Exercise description
Take each line of the material that includes "QuotaLimits" and copy it.

Dataset extract below:

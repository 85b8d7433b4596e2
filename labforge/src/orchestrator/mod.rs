//! Build orchestration.
//!
//! Composes the whole provisioning flow: capacity checks against tenant
//! quota, flavor/image/network/keypair resolution, node planning, the
//! concurrent instance build (worker pool over the instance lifecycle), and
//! the remote-configuration phase that turns booted instances into a lab.

mod build;
mod capacity;
mod configure;
mod error;
mod resolve;
mod scuttle;

pub use build::{BuildReport, BuildRequest, Orchestrator, DEFAULT_CONCURRENCY};
pub use capacity::{available_ram_mb, check_limits, has_network_headroom};
pub use configure::{default_plan, ConfigStep, Configurator, ConfigurePlan, NodeTarget};
pub use error::OrchestratorError;
pub use resolve::{ensure_keypair, ensure_network, pick_flavor, pick_image};
pub use scuttle::{scuttle_lab, ScuttleReport};
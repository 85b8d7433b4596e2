//! Capacity checks against tenant quota.
//!
//! Run before anything is created: a build that cannot fit should fail
//! with the computed numbers, not half-provision.

use super::error::OrchestratorError;
use crate::compute::QuotaLimits;

/// Checks whether a build fits the tenant quota.
///
/// Network capacity is a hard precondition when the build wants to create
/// a new isolated network: a missing network quota (`max_networks == -1`)
/// or an exhausted one raises
/// [`NoNetworksAvailable`](OrchestratorError::NoNetworksAvailable).
///
/// RAM is a soft answer: `Ok(true)` when `purposed_ram_mb` fits into the
/// free quota, `Ok(false)` when it does not. The caller decides how to
/// surface that, with the numbers in hand.
pub fn check_limits(
    limits: &QuotaLimits,
    purposed_ram_mb: i64,
    wants_new_network: bool,
) -> Result<bool, OrchestratorError> {
    if wants_new_network && !has_network_headroom(limits) {
        return Err(OrchestratorError::NoNetworksAvailable);
    }

    let available_mb = limits.max_total_ram_mb - limits.used_ram_mb;
    Ok(purposed_ram_mb <= available_mb)
}

/// Free RAM under the quota, for error messages.
pub fn available_ram_mb(limits: &QuotaLimits) -> i64 {
    limits.max_total_ram_mb - limits.used_ram_mb
}

/// True when the tenant can still create at least one more network.
///
/// Providers that do not expose a network quota report `-1`, which is
/// treated as no capacity rather than unlimited.
pub fn has_network_headroom(limits: &QuotaLimits) -> bool {
    limits.max_networks != -1 && limits.max_networks - limits.used_networks > 0
}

End of Dataset extract.

Task response
use crate::compute::QuotaLimits;
    limits: &QuotaLimits,
pub fn available_ram_mb(limits: &QuotaLimits) -> i64 {
pub fn has_network_headroom(limits: &QuotaLimits) -> bool {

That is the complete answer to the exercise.